Holton most recently served on the extension ministry with Integrated Refugee and Immigrant Services (IRIS) in New Haven, Conn., and also was a member of the faculty at Yale Divinity School from 2006 to 2015. In her latest book, Longing for Home (Yale University Press, 2016), She examines the psychological, social, and theological impact of forced displacement on communities in the Democratic Republic of the Congo and South Sudan and on indigenous Batwa tribespersons in Uganda, as well as on homeless U.S. citizens and on U.S. soldiers returning from the wars in Afghanistan and Iraq. She also is an ordained elder in the Virginia Conference of the United Methodist Church.

“I am very pleased and excited to be here at Duke Divinity School,” Holton says. “The opportunities for interdisciplinary research are abundant, and I’m very much looking forward to building relationships across the professional schools. It is a joy to participate in training the next generation of clergy and other religious leaders who I have found to be smart, committed, and eager to develop a pastoral theological lens and skill that helps tend to the spiritual needs of their congregations and communities in these very challenging times.”

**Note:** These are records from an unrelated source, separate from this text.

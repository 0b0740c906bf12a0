use axum::{
    http::StatusCode,
    response::{IntoResponse, Response},
};
use thiserror::Error;
use tracing::{error, warn};

use crate::nutrition::NutritionError;

#[derive(Debug, Error)]
pub enum AppError {
    #[error("{0}")]
    Unauthorized(String),
    #[error("Please complete onboarding before accessing this resource.")]
    NotOnboarded,
    #[error("{0} not found")]
    NotFound(&'static str),
    #[error("{0}")]
    Conflict(String),
    #[error("{0}")]
    BadRequest(String),
    #[error("Invalid date '{0}', expected YYYY-MM-DD")]
    MalformedDateFilter(String),
    #[error(transparent)]
    Nutrition(#[from] NutritionError),
    #[error("AI planner not configured")]
    AiUnavailable,
    #[error("AI planner failed: {0}")]
    Upstream(String),
    #[error(transparent)]
    Internal(#[from] anyhow::Error),
}

impl AppError {
    pub fn status(&self) -> StatusCode {
        match self {
            AppError::Unauthorized(_) => StatusCode::UNAUTHORIZED,
            AppError::NotOnboarded => StatusCode::FORBIDDEN,
            AppError::NotFound(_) => StatusCode::NOT_FOUND,
            AppError::Conflict(_) => StatusCode::CONFLICT,
            AppError::BadRequest(_) | AppError::MalformedDateFilter(_) => StatusCode::BAD_REQUEST,
            AppError::Nutrition(e) => match e {
                NutritionError::InvalidUnit { .. }
                | NutritionError::MissingEffortFields(_)
                | NutritionError::OutOfRange => StatusCode::BAD_REQUEST,
                NutritionError::UnsupportedUnitMode(_) | NutritionError::DataIntegrity(_) => {
                    StatusCode::INTERNAL_SERVER_ERROR
                }
            },
            AppError::AiUnavailable => StatusCode::SERVICE_UNAVAILABLE,
            AppError::Upstream(_) => StatusCode::BAD_GATEWAY,
            AppError::Internal(_) => StatusCode::INTERNAL_SERVER_ERROR,
        }
    }
}

impl IntoResponse for AppError {
    fn into_response(self) -> Response {
        let status = self.status();
        let message = match &self {
            AppError::Internal(e) => {
                error!(error = ?e, "internal error");
                "Internal server error".to_string()
            }
            AppError::Unauthorized(msg) => {
                warn!(reason = %msg, "unauthorized");
                msg.clone()
            }
            other if status.is_server_error() => {
                error!(error = %other, %status, "request failed");
                other.to_string()
            }
            other => other.to_string(),
        };
        (status, message).into_response()
    }
}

Patrick T. Smith, Associate Research Professor of Theological Ethics and Bioethics; Senior Fellow, Kenan Institute for Ethics at Duke University; Associate Faculty, Trent Center for Bioethics, Humanities, and the History of Medicine, Duke University School of Medicine
large PSmithProfessor Patrick Smith was named a 2016–2017 Henry Luce III Fellow in Theology, and he has specific academic interests in the areas of bioethics, social ethics, Black Church studies, hospice and palliative care, and systematic and philosophical theology. He is licensed and ordained with the National Baptist Convention, USA.

“I think Christian ministers need to take seriously and grapple with how the racialized imagination is still at work in how we do life together in the United States,” says Smith. “This issue is so central to Christian witness, given the history of our country and the role of American religion in perpetuating many of these ideas, justifying illegitimate practices, and enforcing policies that have been detrimental to darker-skinned ethnic minority communities. We need a historical memory that looks for a way forward that is deeply informed by the Christian gospel.”

Smith most recently served as associate professor of philosophical theology and ethics at Gordon-Conwell Theological Seminary and was a lecturer at Harvard Medical School in the Department of Global Health and Social Medicine. He served as core faculty for the master of bioethics program offered through Harvard’s Center for Bioethics and was a principal faculty member for the Initiative on Health, Religion, and Spirituality, an interfaculty initiative across Harvard University that aims to be a research catalyst for an integrated model of spirituality, public health, and patient care in dialogue with spiritual communities. He also worked professionally for eight years as the ethics coordinator for Angela Hospice Care Center in Livonia, Mich. During some of that time he served on the Ethics Advisory Council for the National Hospice and Palliative Care Organization and as a board member for the Hospice Palliative Care Association of Michigan. In addition to regional commitments, Smith has been dedicated to global education, having taught courses and given talks to pastors, medical professionals, educators, and community leaders in Kitwe, Zambia; Johannesburg, South Africa; Nairobi, Kenya; and various regions in the West Indies. He is completing a manuscript titled Shalom Ethics and the Struggle for Justice: Toward a Christian Social Ethic.

“I was interested in Duke because of its intentional interdisciplinary focus, both within the Divinity School and with the larger university,” Smith says. “My work and research ranges over theology, moral philosophy, bioethics, social ethics, and Black Church Studies. For me this is a wonderful space in which to do the kind of work about which I am passionate, and I am excited to interact with eager and motivated students.”